Merge registry error codes
B0 = Could not update registry key
B1 = Problem in termination of RegEdit.exe

Download error codes
C0 = CRC did not match

D0 = General download error
D1 = Could not create temp file

Decompression error codes
E1 = Z_ERRNO
E2 = Z_STREAM_ERROR
E3 = Z_DATA_ERROR
E4 = Z_MEM_ERROR
E5 = Z_BUF_ERROR
E6 = Z_VERSION_ERROR

F1 = Could not open compressed file
F2 = Could not create compressed heap
F3 = Could not create uncompressed heap
F4 = Could not create ucompressed file
*/


As you can see I needed a solution tailored to the way I like to define my error codes. Each high order nibble is indicative of the procedure that the error occured in.
Posted on 2004-02-24 05:38:50 by donkey
Originally posted by bitRAKE
To me, this puts more value in the programmer and stresses the importance of understanding the problem. Whereas HLLs tend to overstress reuse: devaluing the programmer and moving too quickly to a solution prior to really understanding the problem.
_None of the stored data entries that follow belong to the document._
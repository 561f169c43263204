//! Toast notification system — transient status messages.

use std::collections::VecDeque;
use std::time::{Duration, Instant};

use ratatui::{
    layout::Rect,
    style::{Modifier, Style},
    text::{Line, Span},
    widgets::{Clear, Paragraph},
    Frame,
};

use crate::theme::{C_TOAST_ERROR, C_TOAST_INFO, C_TOAST_SUCCESS, C_TOAST_WARNING};

#[derive(Debug, Clone, Copy, PartialEq)]
pub enum Severity {
    Info,
    Success,
    Warning,
    Error,
}

impl Severity {
    fn icon(self) -> &'static str {
        match self {
            Severity::Info => "·",
            Severity::Success => "✓",
            Severity::Warning => "!",
            Severity::Error => "✗",
        }
    }
}

struct Toast {
    message: String,
    severity: Severity,
    expires: Instant,
}

pub struct ToastManager {
    toasts: VecDeque<Toast>,
    max_visible: usize,
}

impl ToastManager {
    pub fn new() -> Self {
        Self {
            toasts: VecDeque::new(),
            max_visible: 4,
        }
    }

    pub fn push(&mut self, message: impl Into<String>, severity: Severity, duration: Duration) {
        // Remove duplicates (same message)
        let msg = message.into();
        self.toasts.retain(|t| t.message != msg);
        self.toasts.push_back(Toast {
            message: msg,
            severity,
            expires: Instant::now() + duration,
        });
        while self.toasts.len() > self.max_visible * 2 {
            self.toasts.pop_front();
        }
    }

    pub fn info(&mut self, message: impl Into<String>) {
        self.push(message, Severity::Info, Duration::from_secs(3));
    }

    pub fn success(&mut self, message: impl Into<String>) {
        self.push(message, Severity::Success, Duration::from_secs(3));
    }

    pub fn warning(&mut self, message: impl Into<String>) {
        self.push(message, Severity::Warning, Duration::from_secs(4));
    }

    pub fn error(&mut self, message: impl Into<String>) {
        self.push(message, Severity::Error, Duration::from_secs(5));
    }

    /// Remove expired toasts. Call each tick.
    pub fn tick(&mut self) {
        let now = Instant::now();
        self.toasts.retain(|t| t.expires > now);
    }

    pub fn is_empty(&self) -> bool {
        self.toasts.is_empty()
    }

    #[cfg(test)]
    pub fn len(&self) -> usize {
        self.toasts.len()
    }

    /// Render toasts in the top-right corner of `area`, newest first.
    pub fn draw(&self, frame: &mut Frame, area: Rect) {
        if self.is_empty() {
            return;
        }
        let max_width = (area.width / 2).min(60).max(30);
        let mut y = area.y + 1;

        for toast in self.toasts.iter().rev().take(self.max_visible) {
            if y >= area.y + area.height {
                break;
            }
            let msg_len = toast.message.chars().count() as u16;
            let w = (msg_len + 4).min(max_width).min(area.width);
            let x = area.x + area.width.saturating_sub(w + 1);

            let color = match toast.severity {
                Severity::Info => C_TOAST_INFO,
                Severity::Success => C_TOAST_SUCCESS,
                Severity::Warning => C_TOAST_WARNING,
                Severity::Error => C_TOAST_ERROR,
            };

            let toast_area = Rect {
                x,
                y,
                width: w,
                height: 1,
            };
            frame.render_widget(Clear, toast_area);
            let paragraph = Paragraph::new(Line::from(vec![Span::styled(
                format!(" {} {} ", toast.severity.icon(), &toast.message),
                Style::default().fg(color).add_modifier(Modifier::BOLD),
            )]));
            frame.render_widget(paragraph, toast_area);

            y += 1;
        }
    }
}

impl Default for ToastManager {
    fn default() -> Self {
        Self::new()
    }
}

#[cfg(test)]
mod tests {
    use super::*;

    #[test]
    fn test_duplicates_collapse() {
        let mut toasts = ToastManager::new();
        toasts.info("copied");
        toasts.info("copied");
        assert_eq!(toasts.len(), 1);
    }

    #[test]
    fn test_expired_toasts_drop_on_tick() {
        let mut toasts = ToastManager::new();
        toasts.push("gone", Severity::Warning, Duration::ZERO);
        toasts.error("stays");
        toasts.tick();
        assert_eq!(toasts.len(), 1);
    }

    #[test]
    fn test_queue_is_capped() {
        let mut toasts = ToastManager::new();
        for i in 0..20 {
            toasts.info(format!("msg {i}"));
        }
        assert_eq!(toasts.len(), 8);
    }
}
//! KeePass database operations wrapper.

use crate::models::{Entry, Group};
use crate::{sync, tree};
use anyhow::{Context, Result};
use keepass::{config::DatabaseConfig, Database, DatabaseKey};
use std::io::Write;
use std::path::{Path, PathBuf};

/// Wrapper around the KeePass database for easier operations.
pub struct KeepassDatabase {
    db: Database,
    path: PathBuf,
    key: DatabaseKey,
    fallback_dir: Option<PathBuf>,
}

impl KeepassDatabase {
    /// Open and unlock a KeePass database.
    pub fn unlock(path: impl AsRef<Path>, password: &str) -> Result<Self> {
        let path = path.as_ref();

        let key = DatabaseKey::new().with_password(password);

        let mut file = std::fs::File::open(path)
            .with_context(|| format!("Failed to open database file: {}", path.display()))?;
        let db = Database::open(&mut file, key.clone())
            .with_context(|| format!("Failed to open database: {}", path.display()))?;

        tracing::info!("Unlocked database {}", path.display());

        Ok(Self {
            db,
            path: path.to_path_buf(),
            key,
            fallback_dir: None,
        })
    }

    /// Create a new, empty database in memory. Nothing is written until [`save`](Self::save).
    pub fn create(path: impl AsRef<Path>, password: &str, name: &str) -> Self {
        let mut db = Database::new(DatabaseConfig::default());
        db.meta.database_name = Some(name.to_string());
        db.root.name = name.to_string();

        Self {
            db,
            path: path.as_ref().to_path_buf(),
            key: DatabaseKey::new().with_password(password),
            fallback_dir: None,
        }
    }

    /// Directory used when saving to the primary path fails.
    pub fn with_fallback_dir(mut self, dir: impl Into<PathBuf>) -> Self {
        self.fallback_dir = Some(dir.into());
        self
    }

    /// Path the database is saved to.
    pub fn path(&self) -> &Path {
        &self.path
    }

    /// Detached, editable copy of the whole tree.
    pub fn root_group(&self) -> Group {
        sync::import_tree(&self.db.root)
    }

    /// Find an entry by UUID.
    pub fn find_entry(&self, uuid: &str) -> Option<Entry> {
        let root = self.root_group();
        tree::find_entry_and_group(&root, uuid).map(|(_, entry)| entry.clone())
    }

    /// Write an edited tree back onto the open database.
    ///
    /// Ids assigned to new groups and entries are written back into `tree`.
    /// Only memory is touched; call [`save`](Self::save) to persist.
    pub fn apply_tree(&mut self, tree: &mut Group) {
        sync::export_edits(tree, &mut self.db.root);
    }

    /// Save the database, falling back to the recovery directory if the primary path fails.
    ///
    /// Returns the path actually written. After a fallback save the database
    /// keeps saving to the fallback location.
    pub fn save(&mut self) -> Result<PathBuf> {
        let primary_err = match self.save_to(&self.path) {
            Ok(()) => return Ok(self.path.clone()),
            Err(e) => e,
        };
        tracing::warn!("Failed to save database to {}: {:#}", self.path.display(), primary_err);

        let fallback = self.fallback_path().with_context(|| {
            format!(
                "Failed to save database to {} ({:#})",
                self.path.display(),
                primary_err
            )
        })?;
        match self.save_to(&fallback) {
            Ok(()) => {
                tracing::info!("Saved database to fallback location {}", fallback.display());
                self.path = fallback.clone();
                Ok(fallback)
            }
            Err(fallback_err) => Err(fallback_err.context(format!(
                "Failed to save database to {} ({:#}) and to fallback {}",
                self.path.display(),
                primary_err,
                fallback.display()
            ))),
        }
    }

    /// Serialize the database to `path` atomically.
    pub fn save_to(&self, path: &Path) -> Result<()> {
        let dir = match path.parent() {
            Some(parent) if !parent.as_os_str().is_empty() => parent.to_path_buf(),
            _ => PathBuf::from("."),
        };

        let mut file = tempfile::NamedTempFile::new_in(&dir)
            .with_context(|| format!("Failed to create temporary file in {}", dir.display()))?;

        self.db
            .save(file.as_file_mut(), self.key.clone())
            .with_context(|| "Failed to save database")?;
        file.as_file_mut().flush()?;

        file.persist(path)
            .with_context(|| format!("Failed to create database file: {}", path.display()))?;

        Ok(())
    }

    fn fallback_path(&self) -> Result<PathBuf> {
        let dir = match &self.fallback_dir {
            Some(dir) => dir.clone(),
            None => dirs::data_local_dir()
                .context("Could not determine data directory")?
                .join("vigil")
                .join("recovered"),
        };
        std::fs::create_dir_all(&dir)
            .with_context(|| format!("Failed to create fallback directory: {}", dir.display()))?;

        let file_name = self
            .path
            .file_name()
            .map(|name| name.to_os_string())
            .unwrap_or_else(|| "database.kdbx".into());
        Ok(dir.join(file_name))
    }
}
From my experience this usually happens when people think and code in the wrong order. Of course asm has the advantage here, that it takes so much longer to code stuff that most people inevitably start to think at some point :grin:
Posted on 2004-02-24 05:45:09 by Jibz
hutch, your sample is basically the same as mine - except of the manual overhead of defining 'sarr' and the lack of bounds checking. Much nicer to use a macro for the string pointer table, this gives the additional benefit that it would be a matter of changing the macro (perhaps with an assemble-time equate) to get UNICODE support, too :)

Last time I needed stringtables was for an engineering app a friend and me wrote for a danish company. The app needed to be (and was) localized for at least Danish, English and German - perhaps French, too. In the scale of 'real world' things it was a sorta small application, but I guess a lot of people here would think of it as 'big'.
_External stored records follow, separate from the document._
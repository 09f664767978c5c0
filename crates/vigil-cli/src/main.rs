//! Vigil - command line front end for KeePass databases with breach checks.

mod commands;
mod config;

use anyhow::{Context, Result};
use clap::{Parser, Subcommand};
use std::path::PathBuf;
use tracing_subscriber::EnvFilter;
use vigil_core::generator::{GeneratorOptions, DEFAULT_LENGTH};

use config::Config;

/// Vigil - KeePass credential manager with breach intelligence
#[derive(Parser, Debug)]
#[command(name = "vigil")]
#[command(about = "Inspect, reorganize and breach-check KeePass databases")]
struct Args {
    /// Path to config file (default: ~/.config/vigil/vigil.toml)
    #[arg(short, long)]
    config: Option<PathBuf>,

    /// Path to the KeePass database (overrides the config file)
    #[arg(short, long)]
    database: Option<PathBuf>,

    #[command(subcommand)]
    command: Command,
}

#[derive(Subcommand, Debug)]
enum Command {
    /// Print the group tree
    Tree {
        /// Show group and entry ids
        #[arg(long)]
        ids: bool,
    },
    /// Fuzzy search entries by title, username or URL
    Search {
        query: String,
        #[arg(short, long, default_value_t = 20)]
        limit: usize,
    },
    /// Check every password (and optionally every email) for breaches
    Scan {
        /// Also check usernames that are email addresses
        #[arg(long)]
        emails: bool,
    },
    /// Show cached findings without touching the network
    Report,
    /// Forget cached breach results
    ClearCache {
        /// Clear the caches of every database, not only this one
        #[arg(long)]
        all: bool,
    },
    /// Create a group under PARENT (a group id, or "root")
    AddGroup { parent: String, name: String },
    /// Rename a group
    RenameGroup { group: String, name: String },
    /// Move a group under a new parent
    MoveGroup { group: String, parent: String },
    /// Move an entry into another group
    MoveEntry { entry: String, group: String },
    /// Delete a group with everything below it
    RemoveGroup { group: String },
    /// Delete an entry
    RemoveEntry { entry: String },
    /// Import a browser password export (CSV) into a new "Imported" group
    ImportCsv { path: PathBuf },
    /// Print a random password
    Generate(GenerateArgs),
    /// Replace an entry's password with a generated one using the same character sets
    SetPassword {
        entry: String,
        /// Override the length of the current password
        #[arg(short, long)]
        length: Option<usize>,
    },
}

#[derive(clap::Args, Debug)]
struct GenerateArgs {
    #[arg(short, long, default_value_t = DEFAULT_LENGTH)]
    length: usize,
    /// Leave out upper-case letters
    #[arg(long)]
    no_upper: bool,
    /// Leave out lower-case letters
    #[arg(long)]
    no_lower: bool,
    /// Leave out digits
    #[arg(long)]
    no_digits: bool,
    /// Leave out special characters
    #[arg(long)]
    no_special: bool,
    #[arg(long)]
    brackets: bool,
    #[arg(long)]
    space: bool,
    #[arg(long)]
    minus: bool,
    #[arg(long)]
    underline: bool,
    /// Include Latin-1 letters
    #[arg(long)]
    latin1: bool,
    /// Extra characters to draw from
    #[arg(long, default_value = "")]
    custom: String,
}

impl GenerateArgs {
    fn options(&self) -> GeneratorOptions {
        GeneratorOptions {
            length: self.length,
            upper_case: !self.no_upper,
            lower_case: !self.no_lower,
            digits: !self.no_digits,
            special: !self.no_special,
            brackets: self.brackets,
            space: self.space,
            minus: self.minus,
            underline: self.underline,
            latin1: self.latin1,
            custom: self.custom.clone(),
        }
    }
}

#[tokio::main(flavor = "current_thread")]
async fn main() -> Result<()> {
    // Logs go to stderr so command output stays pipeable
    tracing_subscriber::fmt()
        .with_env_filter(
            EnvFilter::from_default_env()
                .add_directive("vigil_cli=info".parse()?)
                .add_directive("vigil_core=info".parse()?),
        )
        .with_writer(std::io::stderr)
        .init();

    let args = Args::parse();

    // Generating needs neither config nor database
    if let Command::Generate(generate) = &args.command {
        return commands::generate(&generate.options());
    }

    let mut config = Config::load(args.config)?;
    if let Some(database) = args.database {
        config.database_path = database;
    }
    if let Ok(key) = std::env::var("VIGIL_HIBP_API_KEY") {
        config.hibp_api_key = Some(key);
    }

    tracing::info!("Using database {}", config.database_path.display());

    let password = read_master_password()?;
    let mut session = commands::Session::open(&config, &password)?;

    match args.command {
        Command::Tree { ids } => commands::print_tree(&session, ids),
        Command::Search { query, limit } => commands::search(&session, &query, limit),
        Command::Scan { emails } => commands::scan(&session, emails).await?,
        Command::Report => commands::report(&session)?,
        Command::ClearCache { all } => commands::clear_cache(&session, all)?,
        Command::AddGroup { parent, name } => session.edit("add group", |root| {
            let parent = commands::resolve_group_id(root, &parent);
            vigil_core::tree::add_group(root, &parent, &name)
        })?,
        Command::RenameGroup { group, name } => session.edit("rename group", |root| {
            vigil_core::tree::rename_group(root, &group, &name)
        })?,
        Command::MoveGroup { group, parent } => session.edit("move group", |root| {
            let parent = commands::resolve_group_id(root, &parent);
            vigil_core::tree::move_group(root, &group, &parent)
        })?,
        Command::MoveEntry { entry, group } => session.edit("move entry", |root| {
            let group = commands::resolve_group_id(root, &group);
            vigil_core::tree::move_entry(root, &entry, &group)
        })?,
        Command::RemoveGroup { group } => session.edit("remove group", |root| {
            vigil_core::tree::remove_group(root, &group)
        })?,
        Command::RemoveEntry { entry } => session.edit("remove entry", |root| {
            vigil_core::tree::remove_entry(root, &entry)
        })?,
        Command::ImportCsv { path } => commands::import_csv(&mut session, &path)?,
        Command::SetPassword { entry, length } => commands::set_password(&mut session, &entry, length)?,
        Command::Generate(generate) => commands::generate(&generate.options())?,
    }

    Ok(())
}

/// Master password from `VIGIL_PASSWORD`, or an interactive prompt.
fn read_master_password() -> Result<String> {
    if let Ok(password) = std::env::var("VIGIL_PASSWORD") {
        return Ok(password);
    }
    rpassword::prompt_password("Master password: ").context("Failed to read master password")
}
The approach was to parse an ini file with "stringid=string" lines into a binary format - header, pairs of <stringid,format> DWORDs, raw stringdata. Very fast to load, very fast to search... while not really a big deal with a few hundred strings as I think we had, I did implement a binary search just for the heck of it :)

The advantage to using resources, was that we didn't have to build any resource DLLs, that it was easy to write a tool to define the strings (we just used notepad though), and that using a string at runtime was a matter of calling the getstring routine with the ID - no need to LoadString into a buffer first.
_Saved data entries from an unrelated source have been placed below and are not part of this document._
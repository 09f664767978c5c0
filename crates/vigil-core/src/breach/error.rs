use thiserror::Error;

/// Errors raised while checking credentials against breach services.
#[derive(Debug, Error)]
pub enum BreachError {
    #[error("breach lookup request failed: {0}")]
    Http(#[from] reqwest::Error),

    #[error("breach lookup returned HTTP {status}")]
    Status { status: u16 },

    #[error("invalid breach service URL: {0}")]
    Url(String),

    #[error("scan was cancelled")]
    Cancelled,

    #[error("a {0} scan is already running")]
    ScanInProgress(&'static str),
}

pub type Result<T> = std::result::Result<T, BreachError>;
Might be overkill for what you need though, but it was pretty nice and supported whatever OEM character sets we could think of.
Posted on 2004-02-24 08:54:25 by f0dder
f0dder,

The technique you used sounds fine for small counts and any dynamic technique is more flexible in terms of being able to use external files for the data.

The bounds check for the code I posted is simple if you ned it, just check the number against the maximum and disallow it if its bigger.

For future applications especially where you need multilingual support, probably the OLE string capacity for either ANSI or UNICODE is the most flexible as it uses string handles where the data pairs can comfortably be written to a single string.

In an application like the one Donkey has in mind, I would probably allocate a dynamic array, fill it with a default address for each member then add the specific addresses for the strings that have so far been added so you have the capacity to simply add extra data.
Posted on 2004-02-24 18:43:38 by hutch--
Hutch, the code asm you posted was basically the same as mine - only that I used a macro to automate the generation of the "sarr" table and had bounds checking in the getstring - not really a big deal, I think the macroized approach is a bit cleaner and less work to manage, but whatever :)

As for the "getstring library" I described, it's overkill for a lot of situations - but it's pretty beautiful :P

It's very convenient to use, you call the getstring routine and it returns a string pointer; no need for loading into a buffer first, as with the WIN32 LoadString.

It uses DWORD identifiers, so you can have a lot of strings. The identifiers can be discontiguous, like donkey needs (it's pretty nice when you need to add some error message you hadn't thought of, heh). And since the table is id-sorted at buildtime, binary search can be used for looking up strings. This is pretty fast, and I think the code would scale pretty well even for a lot of strings.

One of the biggest advantages, as we saw it, is that the string data files are more compact and easier to distribute than string resource DLLs... besides, they're portable :grin: whic might actually matter, as my friend has betrayed windows somewhat in favour of linux (that fool ;)).
Posted on 2004-02-25 10:19:16 by f0dder